Work to be completed
In the records below, find each line with "expected" and copy it.

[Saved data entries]
'''

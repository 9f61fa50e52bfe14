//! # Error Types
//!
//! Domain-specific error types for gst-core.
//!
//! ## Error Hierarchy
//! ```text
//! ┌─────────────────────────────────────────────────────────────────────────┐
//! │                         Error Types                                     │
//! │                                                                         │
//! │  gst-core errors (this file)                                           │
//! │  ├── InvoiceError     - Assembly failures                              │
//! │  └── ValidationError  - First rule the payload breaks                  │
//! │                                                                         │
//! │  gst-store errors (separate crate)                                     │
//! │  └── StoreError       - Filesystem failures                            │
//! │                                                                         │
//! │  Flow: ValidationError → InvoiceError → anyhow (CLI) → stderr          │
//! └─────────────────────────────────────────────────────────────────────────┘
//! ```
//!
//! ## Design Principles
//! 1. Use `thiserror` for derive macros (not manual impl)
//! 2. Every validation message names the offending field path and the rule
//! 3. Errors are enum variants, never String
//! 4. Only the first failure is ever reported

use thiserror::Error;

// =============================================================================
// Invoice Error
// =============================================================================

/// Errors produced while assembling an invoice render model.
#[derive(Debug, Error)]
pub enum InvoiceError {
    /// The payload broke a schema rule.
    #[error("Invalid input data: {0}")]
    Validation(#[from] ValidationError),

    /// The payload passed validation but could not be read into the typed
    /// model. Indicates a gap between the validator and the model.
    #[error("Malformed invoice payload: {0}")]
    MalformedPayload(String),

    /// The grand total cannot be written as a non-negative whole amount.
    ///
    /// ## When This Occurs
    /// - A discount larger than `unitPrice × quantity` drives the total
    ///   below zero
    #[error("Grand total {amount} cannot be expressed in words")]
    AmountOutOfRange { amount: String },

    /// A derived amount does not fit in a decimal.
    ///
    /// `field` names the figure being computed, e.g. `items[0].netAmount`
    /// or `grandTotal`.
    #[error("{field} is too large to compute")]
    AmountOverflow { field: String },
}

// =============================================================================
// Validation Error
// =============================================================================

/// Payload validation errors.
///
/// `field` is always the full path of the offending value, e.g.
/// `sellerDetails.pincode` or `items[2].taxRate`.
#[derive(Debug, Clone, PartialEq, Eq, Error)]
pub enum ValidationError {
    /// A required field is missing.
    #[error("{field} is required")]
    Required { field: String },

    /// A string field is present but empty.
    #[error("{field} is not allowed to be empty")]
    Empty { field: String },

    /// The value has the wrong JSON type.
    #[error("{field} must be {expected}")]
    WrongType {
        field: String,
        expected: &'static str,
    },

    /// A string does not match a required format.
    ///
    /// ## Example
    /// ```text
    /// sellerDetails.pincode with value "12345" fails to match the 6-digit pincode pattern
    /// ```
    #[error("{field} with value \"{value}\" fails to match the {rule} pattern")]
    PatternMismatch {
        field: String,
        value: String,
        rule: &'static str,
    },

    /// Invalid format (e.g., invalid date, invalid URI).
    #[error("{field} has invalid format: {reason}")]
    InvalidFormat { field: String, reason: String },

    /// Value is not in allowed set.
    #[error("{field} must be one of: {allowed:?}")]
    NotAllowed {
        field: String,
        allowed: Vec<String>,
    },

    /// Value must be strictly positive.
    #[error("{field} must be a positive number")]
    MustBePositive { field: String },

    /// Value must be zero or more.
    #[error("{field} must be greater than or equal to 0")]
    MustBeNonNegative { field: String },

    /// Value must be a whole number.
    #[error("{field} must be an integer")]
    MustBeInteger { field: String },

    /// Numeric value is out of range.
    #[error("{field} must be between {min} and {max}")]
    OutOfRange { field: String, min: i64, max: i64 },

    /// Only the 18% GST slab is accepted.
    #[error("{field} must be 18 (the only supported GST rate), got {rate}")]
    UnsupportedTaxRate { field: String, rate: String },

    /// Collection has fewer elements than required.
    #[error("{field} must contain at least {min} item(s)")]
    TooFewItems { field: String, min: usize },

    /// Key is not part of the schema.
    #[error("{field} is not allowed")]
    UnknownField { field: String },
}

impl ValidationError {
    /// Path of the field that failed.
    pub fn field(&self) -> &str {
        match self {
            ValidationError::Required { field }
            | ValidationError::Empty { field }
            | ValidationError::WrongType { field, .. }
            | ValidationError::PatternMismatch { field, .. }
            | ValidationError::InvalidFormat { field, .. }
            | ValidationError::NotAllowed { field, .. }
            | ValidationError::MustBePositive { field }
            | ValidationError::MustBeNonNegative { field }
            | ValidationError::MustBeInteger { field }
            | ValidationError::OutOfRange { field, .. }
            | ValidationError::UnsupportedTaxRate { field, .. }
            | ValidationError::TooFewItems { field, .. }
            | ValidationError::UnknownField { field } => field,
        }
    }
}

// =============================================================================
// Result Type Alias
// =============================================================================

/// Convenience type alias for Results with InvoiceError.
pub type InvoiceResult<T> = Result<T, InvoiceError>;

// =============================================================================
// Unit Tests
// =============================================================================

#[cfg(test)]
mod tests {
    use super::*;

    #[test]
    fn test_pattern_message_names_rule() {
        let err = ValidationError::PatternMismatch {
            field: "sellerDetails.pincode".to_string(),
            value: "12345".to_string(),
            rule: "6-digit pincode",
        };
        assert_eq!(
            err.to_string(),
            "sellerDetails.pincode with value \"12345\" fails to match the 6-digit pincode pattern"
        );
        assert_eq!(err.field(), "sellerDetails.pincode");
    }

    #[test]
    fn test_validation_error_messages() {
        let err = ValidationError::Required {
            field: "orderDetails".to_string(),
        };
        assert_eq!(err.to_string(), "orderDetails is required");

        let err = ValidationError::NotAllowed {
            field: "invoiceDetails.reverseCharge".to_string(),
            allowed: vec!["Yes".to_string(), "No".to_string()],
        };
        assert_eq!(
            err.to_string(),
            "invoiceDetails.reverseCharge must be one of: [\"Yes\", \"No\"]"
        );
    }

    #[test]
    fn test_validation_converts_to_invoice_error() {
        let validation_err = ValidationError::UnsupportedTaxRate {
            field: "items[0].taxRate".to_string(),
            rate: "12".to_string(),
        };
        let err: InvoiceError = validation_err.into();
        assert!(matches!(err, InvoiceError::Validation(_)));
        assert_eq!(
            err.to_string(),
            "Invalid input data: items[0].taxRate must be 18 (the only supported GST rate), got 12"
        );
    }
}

'''

Response box
    #[error("{field} must be {expected}")]
        expected: &'static str,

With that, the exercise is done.